**What is expected:**
Lift out, unaltered, the lines of the material below between the line holding "mod reqwest_transport;" and the line holding "pub fn new(out_dir: impl", counting both.
==== Exercise materials ====
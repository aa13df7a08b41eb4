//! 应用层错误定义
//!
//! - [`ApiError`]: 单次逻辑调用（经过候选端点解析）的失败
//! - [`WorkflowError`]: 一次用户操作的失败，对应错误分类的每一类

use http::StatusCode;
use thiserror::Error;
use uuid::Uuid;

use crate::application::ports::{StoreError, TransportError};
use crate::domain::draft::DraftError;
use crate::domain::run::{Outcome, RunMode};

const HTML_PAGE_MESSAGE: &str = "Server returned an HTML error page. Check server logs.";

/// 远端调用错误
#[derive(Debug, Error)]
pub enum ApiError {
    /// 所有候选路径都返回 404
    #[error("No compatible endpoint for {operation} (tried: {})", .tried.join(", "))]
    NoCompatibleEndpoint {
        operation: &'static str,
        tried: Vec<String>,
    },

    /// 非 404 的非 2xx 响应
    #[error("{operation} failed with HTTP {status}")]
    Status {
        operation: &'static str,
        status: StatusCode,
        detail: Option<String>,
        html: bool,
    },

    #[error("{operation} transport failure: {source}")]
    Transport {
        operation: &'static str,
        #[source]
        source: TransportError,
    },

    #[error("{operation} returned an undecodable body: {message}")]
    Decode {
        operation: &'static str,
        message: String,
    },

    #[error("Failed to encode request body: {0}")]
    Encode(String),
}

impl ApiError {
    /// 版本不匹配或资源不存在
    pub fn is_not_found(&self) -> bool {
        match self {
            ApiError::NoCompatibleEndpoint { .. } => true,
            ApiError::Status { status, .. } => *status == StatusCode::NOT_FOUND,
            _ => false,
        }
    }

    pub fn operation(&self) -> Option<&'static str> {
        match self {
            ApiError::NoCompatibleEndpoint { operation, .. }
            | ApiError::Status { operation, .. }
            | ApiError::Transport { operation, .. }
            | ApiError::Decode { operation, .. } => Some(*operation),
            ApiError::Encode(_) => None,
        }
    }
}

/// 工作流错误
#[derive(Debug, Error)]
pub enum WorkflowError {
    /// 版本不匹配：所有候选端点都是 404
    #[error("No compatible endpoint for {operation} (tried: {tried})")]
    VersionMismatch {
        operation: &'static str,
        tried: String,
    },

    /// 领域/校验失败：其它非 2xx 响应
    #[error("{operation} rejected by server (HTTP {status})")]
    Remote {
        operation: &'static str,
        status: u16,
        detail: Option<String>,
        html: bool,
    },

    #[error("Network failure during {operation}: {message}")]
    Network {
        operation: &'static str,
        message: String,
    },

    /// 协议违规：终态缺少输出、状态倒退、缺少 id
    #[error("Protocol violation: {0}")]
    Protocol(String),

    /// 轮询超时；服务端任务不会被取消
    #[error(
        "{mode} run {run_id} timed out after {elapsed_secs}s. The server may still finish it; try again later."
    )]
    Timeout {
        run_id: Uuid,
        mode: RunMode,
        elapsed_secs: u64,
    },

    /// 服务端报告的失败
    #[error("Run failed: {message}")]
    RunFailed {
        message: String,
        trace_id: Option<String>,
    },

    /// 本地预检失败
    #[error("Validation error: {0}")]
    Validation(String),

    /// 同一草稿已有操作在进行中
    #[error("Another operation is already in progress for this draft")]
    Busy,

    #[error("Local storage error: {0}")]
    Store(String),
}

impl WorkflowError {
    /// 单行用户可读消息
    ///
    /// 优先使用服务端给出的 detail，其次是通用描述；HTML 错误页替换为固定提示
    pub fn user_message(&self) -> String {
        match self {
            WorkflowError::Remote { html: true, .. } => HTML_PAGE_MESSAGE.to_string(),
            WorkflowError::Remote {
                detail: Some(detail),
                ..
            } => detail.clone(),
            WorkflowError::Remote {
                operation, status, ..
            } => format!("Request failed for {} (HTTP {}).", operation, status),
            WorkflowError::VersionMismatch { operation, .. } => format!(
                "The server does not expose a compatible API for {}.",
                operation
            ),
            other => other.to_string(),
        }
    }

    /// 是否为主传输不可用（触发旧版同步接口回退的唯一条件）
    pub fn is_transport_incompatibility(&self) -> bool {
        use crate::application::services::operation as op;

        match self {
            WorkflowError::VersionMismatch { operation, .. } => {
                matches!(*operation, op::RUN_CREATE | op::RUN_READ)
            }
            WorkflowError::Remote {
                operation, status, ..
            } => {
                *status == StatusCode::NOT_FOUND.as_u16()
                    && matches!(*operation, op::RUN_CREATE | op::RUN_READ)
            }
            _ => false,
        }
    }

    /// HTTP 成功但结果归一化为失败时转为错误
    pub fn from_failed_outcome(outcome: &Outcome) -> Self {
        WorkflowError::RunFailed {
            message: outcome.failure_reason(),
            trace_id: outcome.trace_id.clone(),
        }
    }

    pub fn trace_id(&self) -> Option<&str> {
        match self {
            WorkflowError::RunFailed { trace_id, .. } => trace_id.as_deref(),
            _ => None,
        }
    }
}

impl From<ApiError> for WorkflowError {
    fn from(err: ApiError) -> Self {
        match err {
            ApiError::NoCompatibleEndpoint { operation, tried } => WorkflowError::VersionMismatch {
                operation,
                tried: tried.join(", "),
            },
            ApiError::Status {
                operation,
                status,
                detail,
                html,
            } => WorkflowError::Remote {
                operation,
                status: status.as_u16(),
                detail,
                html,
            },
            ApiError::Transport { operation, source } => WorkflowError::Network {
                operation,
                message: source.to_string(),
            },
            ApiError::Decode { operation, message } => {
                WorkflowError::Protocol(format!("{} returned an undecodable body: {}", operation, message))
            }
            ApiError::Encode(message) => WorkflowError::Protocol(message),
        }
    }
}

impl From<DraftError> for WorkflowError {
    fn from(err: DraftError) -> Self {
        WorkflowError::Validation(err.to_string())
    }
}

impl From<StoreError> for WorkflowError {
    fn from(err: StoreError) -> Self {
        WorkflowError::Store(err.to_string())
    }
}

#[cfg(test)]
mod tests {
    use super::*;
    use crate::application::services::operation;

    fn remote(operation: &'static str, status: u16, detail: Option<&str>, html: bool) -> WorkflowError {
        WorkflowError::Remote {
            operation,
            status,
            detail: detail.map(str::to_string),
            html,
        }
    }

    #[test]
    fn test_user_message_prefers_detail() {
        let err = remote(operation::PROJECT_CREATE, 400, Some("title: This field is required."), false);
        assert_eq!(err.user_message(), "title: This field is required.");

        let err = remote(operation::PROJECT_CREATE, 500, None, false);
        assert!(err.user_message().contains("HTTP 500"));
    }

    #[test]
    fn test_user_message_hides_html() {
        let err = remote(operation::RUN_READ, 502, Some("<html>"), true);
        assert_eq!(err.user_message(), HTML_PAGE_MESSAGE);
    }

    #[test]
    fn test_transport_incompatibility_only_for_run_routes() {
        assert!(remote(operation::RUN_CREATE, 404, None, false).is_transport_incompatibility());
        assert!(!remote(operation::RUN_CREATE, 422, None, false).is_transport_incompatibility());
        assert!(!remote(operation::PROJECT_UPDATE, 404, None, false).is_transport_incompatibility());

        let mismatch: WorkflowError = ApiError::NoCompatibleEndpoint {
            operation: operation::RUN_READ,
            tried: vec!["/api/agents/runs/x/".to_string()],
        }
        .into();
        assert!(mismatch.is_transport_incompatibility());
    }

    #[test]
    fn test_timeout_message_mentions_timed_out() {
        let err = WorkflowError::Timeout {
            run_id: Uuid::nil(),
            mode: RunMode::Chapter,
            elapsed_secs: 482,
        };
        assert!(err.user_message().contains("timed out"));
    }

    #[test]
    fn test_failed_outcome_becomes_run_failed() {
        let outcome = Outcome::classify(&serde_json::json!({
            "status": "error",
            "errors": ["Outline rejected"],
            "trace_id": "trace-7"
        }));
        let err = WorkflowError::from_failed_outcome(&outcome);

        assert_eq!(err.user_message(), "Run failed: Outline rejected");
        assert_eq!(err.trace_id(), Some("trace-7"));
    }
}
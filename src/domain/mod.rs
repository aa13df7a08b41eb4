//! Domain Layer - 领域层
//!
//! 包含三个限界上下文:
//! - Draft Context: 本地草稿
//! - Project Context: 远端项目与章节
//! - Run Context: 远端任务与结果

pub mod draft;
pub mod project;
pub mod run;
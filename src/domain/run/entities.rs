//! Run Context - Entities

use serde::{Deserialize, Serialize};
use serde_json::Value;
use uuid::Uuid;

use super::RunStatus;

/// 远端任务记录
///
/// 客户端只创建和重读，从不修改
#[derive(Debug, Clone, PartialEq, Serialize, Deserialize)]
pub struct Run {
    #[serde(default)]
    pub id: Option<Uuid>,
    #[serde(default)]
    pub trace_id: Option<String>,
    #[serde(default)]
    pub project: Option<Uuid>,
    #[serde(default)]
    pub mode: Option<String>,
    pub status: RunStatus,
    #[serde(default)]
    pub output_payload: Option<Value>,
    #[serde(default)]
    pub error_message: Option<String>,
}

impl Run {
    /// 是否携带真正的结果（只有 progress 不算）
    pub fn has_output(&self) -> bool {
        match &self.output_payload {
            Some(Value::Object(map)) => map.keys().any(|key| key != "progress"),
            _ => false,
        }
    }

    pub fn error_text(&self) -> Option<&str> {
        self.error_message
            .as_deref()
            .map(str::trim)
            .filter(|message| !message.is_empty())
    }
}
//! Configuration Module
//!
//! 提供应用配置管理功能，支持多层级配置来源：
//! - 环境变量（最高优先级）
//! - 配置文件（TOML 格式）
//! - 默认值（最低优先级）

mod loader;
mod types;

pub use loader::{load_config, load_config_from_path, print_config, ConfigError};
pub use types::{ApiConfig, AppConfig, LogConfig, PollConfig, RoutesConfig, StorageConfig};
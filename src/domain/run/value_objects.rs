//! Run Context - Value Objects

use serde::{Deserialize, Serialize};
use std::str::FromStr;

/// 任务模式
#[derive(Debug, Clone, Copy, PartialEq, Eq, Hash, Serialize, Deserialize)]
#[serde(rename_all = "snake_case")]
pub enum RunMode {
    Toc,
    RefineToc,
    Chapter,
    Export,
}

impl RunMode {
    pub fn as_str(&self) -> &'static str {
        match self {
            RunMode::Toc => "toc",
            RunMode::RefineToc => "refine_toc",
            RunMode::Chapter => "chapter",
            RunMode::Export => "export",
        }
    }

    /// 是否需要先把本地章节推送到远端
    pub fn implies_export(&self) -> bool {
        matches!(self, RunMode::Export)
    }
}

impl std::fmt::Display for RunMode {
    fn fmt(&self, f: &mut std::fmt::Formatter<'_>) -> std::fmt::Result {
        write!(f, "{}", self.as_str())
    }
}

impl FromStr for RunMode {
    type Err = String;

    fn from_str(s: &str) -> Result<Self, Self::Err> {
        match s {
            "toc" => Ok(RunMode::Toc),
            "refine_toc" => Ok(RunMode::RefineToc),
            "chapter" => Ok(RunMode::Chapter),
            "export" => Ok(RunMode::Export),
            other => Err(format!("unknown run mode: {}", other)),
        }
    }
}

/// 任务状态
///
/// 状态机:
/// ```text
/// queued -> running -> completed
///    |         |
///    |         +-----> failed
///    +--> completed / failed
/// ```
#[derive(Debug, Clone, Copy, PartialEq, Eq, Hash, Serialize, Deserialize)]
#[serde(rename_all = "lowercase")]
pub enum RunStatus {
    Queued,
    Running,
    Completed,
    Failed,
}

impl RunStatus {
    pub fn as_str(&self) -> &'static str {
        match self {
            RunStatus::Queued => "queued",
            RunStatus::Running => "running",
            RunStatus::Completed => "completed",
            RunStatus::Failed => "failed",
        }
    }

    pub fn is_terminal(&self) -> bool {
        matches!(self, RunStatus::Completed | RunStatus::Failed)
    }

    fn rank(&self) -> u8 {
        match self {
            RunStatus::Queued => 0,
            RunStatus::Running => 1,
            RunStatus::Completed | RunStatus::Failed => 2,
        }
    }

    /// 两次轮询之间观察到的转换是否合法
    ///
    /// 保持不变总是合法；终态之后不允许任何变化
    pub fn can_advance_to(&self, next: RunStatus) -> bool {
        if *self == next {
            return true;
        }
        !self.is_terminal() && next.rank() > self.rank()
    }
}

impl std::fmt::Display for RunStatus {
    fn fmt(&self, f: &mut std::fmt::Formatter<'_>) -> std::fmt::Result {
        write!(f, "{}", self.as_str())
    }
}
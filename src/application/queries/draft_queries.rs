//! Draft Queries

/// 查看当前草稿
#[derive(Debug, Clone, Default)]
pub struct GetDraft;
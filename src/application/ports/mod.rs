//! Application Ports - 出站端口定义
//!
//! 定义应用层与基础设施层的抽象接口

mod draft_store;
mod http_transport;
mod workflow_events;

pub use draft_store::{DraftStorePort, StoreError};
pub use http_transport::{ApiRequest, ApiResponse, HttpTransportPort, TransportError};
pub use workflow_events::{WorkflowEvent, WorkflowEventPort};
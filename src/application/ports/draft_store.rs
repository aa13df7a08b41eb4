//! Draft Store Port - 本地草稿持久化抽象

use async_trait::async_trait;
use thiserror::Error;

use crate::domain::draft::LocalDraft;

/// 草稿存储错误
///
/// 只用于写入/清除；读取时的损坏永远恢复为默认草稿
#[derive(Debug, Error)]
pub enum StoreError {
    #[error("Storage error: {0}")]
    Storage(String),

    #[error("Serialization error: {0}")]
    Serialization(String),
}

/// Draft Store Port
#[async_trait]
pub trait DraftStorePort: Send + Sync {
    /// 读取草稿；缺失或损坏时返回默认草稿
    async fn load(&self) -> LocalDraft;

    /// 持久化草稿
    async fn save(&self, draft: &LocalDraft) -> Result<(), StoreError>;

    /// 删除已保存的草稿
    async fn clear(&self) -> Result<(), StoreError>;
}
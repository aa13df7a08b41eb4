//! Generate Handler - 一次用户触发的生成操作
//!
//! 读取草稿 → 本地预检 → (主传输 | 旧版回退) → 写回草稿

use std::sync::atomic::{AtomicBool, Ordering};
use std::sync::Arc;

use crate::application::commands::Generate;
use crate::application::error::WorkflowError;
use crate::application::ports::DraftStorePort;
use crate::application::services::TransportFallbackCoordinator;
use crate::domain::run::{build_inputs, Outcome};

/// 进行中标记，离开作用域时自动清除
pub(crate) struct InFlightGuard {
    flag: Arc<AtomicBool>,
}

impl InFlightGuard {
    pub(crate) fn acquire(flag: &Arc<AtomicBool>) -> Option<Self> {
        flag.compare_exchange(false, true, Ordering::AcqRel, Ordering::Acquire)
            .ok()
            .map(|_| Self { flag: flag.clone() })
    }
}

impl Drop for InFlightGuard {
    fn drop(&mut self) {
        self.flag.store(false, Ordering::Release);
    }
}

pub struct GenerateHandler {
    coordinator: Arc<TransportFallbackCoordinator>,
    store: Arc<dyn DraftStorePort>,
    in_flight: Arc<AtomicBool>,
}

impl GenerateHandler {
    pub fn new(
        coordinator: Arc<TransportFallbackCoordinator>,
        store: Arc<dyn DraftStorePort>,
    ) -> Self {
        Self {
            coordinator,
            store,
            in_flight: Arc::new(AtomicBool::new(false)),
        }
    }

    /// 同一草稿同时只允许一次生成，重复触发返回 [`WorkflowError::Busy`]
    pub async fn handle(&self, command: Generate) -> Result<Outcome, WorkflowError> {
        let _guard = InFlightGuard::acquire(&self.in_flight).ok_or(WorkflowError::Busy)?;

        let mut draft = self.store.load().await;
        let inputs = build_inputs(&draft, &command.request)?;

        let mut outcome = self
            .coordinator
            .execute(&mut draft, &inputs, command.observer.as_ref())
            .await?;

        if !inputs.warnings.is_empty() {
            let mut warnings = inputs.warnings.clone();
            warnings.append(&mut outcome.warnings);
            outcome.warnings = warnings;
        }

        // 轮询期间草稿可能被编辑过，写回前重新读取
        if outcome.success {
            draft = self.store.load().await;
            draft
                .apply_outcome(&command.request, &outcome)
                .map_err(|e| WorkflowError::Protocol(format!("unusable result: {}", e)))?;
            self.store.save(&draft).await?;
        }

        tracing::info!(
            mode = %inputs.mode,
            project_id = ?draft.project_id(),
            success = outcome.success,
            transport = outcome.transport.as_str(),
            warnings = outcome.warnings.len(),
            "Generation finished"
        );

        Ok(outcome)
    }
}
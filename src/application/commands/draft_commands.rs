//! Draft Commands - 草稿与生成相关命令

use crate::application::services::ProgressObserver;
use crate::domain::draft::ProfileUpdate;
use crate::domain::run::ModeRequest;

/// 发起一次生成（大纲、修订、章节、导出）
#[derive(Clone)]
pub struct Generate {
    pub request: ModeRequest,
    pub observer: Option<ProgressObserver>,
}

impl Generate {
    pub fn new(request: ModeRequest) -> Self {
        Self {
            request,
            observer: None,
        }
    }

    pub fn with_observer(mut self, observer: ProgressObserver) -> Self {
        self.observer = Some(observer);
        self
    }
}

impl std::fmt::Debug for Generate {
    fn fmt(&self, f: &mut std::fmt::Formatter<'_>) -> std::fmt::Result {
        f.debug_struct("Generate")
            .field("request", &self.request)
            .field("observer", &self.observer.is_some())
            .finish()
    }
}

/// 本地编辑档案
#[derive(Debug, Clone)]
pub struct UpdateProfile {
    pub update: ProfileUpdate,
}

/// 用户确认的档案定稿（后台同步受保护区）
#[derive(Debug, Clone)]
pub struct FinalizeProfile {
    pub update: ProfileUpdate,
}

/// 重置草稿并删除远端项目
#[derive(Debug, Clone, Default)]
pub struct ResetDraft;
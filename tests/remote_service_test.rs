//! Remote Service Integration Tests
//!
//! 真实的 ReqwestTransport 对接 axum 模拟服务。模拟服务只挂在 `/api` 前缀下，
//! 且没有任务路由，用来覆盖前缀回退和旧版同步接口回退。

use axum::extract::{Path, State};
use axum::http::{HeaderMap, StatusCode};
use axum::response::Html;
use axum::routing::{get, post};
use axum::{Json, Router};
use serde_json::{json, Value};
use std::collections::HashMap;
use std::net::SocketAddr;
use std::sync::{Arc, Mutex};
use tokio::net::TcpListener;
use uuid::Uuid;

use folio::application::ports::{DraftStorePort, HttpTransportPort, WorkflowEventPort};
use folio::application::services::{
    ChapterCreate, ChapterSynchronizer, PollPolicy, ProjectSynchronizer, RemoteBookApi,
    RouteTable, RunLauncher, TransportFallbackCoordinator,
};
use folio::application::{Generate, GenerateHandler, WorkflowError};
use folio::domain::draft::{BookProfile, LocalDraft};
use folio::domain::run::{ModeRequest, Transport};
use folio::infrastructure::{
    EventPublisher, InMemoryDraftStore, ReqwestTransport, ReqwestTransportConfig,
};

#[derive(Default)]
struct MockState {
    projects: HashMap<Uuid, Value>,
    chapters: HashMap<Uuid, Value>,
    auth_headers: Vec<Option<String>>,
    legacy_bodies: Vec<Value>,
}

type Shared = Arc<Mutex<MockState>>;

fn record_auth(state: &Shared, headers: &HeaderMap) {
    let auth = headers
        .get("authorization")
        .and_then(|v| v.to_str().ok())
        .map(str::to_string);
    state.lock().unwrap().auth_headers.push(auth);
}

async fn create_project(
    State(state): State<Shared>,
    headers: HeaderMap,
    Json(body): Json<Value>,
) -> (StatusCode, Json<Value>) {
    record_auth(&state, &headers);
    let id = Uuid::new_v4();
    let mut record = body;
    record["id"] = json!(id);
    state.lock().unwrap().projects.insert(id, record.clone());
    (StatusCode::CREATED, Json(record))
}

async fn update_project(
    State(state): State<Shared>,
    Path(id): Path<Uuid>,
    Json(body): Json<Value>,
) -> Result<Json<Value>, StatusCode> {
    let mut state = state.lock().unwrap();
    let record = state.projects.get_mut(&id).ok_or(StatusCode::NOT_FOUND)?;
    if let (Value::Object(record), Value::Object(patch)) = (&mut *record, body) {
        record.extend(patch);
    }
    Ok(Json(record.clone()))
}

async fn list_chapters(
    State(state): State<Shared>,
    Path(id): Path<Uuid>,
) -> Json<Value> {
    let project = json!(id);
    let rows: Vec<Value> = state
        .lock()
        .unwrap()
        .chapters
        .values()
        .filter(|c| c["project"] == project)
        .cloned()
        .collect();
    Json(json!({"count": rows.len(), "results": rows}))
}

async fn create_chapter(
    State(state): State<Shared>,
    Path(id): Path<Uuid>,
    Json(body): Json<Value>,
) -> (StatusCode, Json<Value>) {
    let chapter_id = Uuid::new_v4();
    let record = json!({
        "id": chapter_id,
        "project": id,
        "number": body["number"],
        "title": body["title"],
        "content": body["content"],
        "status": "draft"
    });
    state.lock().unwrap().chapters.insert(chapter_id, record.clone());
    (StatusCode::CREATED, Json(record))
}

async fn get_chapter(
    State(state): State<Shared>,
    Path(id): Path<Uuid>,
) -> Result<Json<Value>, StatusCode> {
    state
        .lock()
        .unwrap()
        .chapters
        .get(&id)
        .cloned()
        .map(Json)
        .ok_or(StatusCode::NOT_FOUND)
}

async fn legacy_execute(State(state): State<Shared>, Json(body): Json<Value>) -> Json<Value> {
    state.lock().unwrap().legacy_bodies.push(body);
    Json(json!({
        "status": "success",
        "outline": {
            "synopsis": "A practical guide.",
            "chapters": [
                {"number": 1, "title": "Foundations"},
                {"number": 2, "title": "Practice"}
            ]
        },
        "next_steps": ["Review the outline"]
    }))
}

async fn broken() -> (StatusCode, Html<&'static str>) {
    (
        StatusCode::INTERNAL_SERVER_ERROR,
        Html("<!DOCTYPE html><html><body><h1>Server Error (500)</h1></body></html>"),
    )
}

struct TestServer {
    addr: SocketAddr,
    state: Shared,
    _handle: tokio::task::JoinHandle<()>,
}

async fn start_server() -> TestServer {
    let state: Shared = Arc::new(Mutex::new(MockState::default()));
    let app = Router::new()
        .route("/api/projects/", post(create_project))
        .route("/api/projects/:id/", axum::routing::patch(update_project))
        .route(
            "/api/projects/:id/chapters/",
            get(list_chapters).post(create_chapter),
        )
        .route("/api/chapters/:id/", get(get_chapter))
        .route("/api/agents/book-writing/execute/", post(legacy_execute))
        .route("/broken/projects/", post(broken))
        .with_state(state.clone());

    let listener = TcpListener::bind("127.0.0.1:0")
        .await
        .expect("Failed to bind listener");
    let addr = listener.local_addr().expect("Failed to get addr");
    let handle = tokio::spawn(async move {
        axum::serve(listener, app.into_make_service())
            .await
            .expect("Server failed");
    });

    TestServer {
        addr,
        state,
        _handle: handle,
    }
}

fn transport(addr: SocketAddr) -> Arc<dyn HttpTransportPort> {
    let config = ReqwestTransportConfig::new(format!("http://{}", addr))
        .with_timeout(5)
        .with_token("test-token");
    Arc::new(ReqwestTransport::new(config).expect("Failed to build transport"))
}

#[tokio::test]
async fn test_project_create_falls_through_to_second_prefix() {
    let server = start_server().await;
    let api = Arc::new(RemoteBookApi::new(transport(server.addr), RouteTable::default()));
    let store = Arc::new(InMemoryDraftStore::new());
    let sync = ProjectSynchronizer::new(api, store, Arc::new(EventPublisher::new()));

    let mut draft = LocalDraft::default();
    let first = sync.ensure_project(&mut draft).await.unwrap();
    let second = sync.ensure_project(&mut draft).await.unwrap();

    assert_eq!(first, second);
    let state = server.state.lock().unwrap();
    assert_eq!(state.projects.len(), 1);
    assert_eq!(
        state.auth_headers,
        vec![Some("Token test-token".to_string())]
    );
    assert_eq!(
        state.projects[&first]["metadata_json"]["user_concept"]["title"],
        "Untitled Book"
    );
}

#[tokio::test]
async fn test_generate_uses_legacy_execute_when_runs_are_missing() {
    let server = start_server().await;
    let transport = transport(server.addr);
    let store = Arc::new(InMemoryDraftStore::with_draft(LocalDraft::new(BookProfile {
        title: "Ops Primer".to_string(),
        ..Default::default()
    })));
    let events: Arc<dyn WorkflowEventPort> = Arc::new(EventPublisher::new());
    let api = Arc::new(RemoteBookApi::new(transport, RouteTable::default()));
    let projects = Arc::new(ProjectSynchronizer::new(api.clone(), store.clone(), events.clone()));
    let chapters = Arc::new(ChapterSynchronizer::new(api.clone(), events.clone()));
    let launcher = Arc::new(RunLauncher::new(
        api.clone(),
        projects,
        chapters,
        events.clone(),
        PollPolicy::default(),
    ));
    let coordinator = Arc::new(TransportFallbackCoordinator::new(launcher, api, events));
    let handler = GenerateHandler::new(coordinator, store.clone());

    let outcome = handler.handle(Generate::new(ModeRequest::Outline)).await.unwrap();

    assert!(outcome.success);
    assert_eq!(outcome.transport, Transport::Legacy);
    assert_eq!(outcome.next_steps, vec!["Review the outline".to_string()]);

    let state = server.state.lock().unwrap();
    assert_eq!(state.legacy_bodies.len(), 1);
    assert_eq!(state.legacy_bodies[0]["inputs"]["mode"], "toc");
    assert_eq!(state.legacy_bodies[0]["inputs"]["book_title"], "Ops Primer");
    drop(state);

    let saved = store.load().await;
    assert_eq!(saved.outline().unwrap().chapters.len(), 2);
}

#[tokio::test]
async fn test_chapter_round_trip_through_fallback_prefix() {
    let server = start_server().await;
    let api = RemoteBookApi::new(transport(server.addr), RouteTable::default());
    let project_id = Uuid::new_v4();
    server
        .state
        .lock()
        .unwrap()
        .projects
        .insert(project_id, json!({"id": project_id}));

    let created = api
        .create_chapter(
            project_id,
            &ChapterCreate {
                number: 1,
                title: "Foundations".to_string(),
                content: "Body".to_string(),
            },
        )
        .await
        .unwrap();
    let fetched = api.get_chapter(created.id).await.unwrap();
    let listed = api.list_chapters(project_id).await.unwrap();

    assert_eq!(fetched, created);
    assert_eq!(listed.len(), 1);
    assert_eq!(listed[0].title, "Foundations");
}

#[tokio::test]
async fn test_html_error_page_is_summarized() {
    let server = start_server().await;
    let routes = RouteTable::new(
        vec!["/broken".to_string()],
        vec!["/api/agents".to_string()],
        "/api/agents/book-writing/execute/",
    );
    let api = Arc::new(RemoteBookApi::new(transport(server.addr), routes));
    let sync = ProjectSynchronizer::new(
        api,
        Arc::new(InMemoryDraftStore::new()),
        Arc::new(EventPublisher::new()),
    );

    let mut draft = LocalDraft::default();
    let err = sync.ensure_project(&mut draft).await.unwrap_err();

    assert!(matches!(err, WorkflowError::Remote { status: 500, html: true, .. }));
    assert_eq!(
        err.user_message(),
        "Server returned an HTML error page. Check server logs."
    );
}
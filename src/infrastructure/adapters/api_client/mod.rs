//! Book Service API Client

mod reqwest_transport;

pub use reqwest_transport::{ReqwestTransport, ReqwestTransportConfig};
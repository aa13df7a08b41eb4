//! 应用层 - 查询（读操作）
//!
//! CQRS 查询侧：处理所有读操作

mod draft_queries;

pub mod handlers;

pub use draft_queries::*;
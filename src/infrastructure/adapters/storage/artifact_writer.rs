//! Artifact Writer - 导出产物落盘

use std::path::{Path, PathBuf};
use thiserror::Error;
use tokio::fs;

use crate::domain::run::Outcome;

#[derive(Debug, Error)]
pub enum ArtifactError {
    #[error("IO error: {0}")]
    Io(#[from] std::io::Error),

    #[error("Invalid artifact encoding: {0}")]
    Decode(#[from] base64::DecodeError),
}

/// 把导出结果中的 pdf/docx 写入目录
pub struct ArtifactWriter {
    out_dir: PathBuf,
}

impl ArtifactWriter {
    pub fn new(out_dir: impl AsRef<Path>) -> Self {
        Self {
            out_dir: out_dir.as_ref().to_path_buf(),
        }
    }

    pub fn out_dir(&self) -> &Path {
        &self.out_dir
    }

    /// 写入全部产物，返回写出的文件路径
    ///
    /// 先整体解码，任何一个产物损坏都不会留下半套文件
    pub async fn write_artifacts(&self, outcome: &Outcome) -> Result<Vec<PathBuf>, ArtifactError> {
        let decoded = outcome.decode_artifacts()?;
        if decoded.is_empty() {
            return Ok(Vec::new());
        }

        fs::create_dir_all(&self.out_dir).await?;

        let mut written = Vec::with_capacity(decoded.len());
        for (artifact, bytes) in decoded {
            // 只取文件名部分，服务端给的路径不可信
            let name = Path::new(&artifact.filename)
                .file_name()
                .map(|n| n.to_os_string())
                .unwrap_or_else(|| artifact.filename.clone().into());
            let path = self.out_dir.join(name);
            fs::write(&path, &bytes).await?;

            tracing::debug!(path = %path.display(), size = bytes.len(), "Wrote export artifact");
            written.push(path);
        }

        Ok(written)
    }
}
====
**Answer box:**
mod reqwest_transport;

pub use reqwest_transport::{ReqwestTransport, ReqwestTransportConfig};
repository aa13df7a08b41eb4
//! 应用层 - 查询（读操作）
//!
//! CQRS 查询侧：处理所有读操作

mod draft_queries;

pub mod handlers;

pub use draft_queries::*;
filename src/infrastructure/adapters/storage/artifact_writer.rs
//! Artifact Writer - 导出产物落盘

use std::path::{Path, PathBuf};
use thiserror::Error;
use tokio::fs;

use crate::domain::run::Outcome;

#[derive(Debug, Error)]
pub enum ArtifactError {
    #[error("IO error: {0}")]
    Io(#[from] std::io::Error),

    #[error("Invalid artifact encoding: {0}")]
    Decode(#[from] base64::DecodeError),
}

/// 把导出结果中的 pdf/docx 写入目录
pub struct ArtifactWriter {
    out_dir: PathBuf,
}

impl ArtifactWriter {
    pub fn new(out_dir: impl AsRef<Path>) -> Self {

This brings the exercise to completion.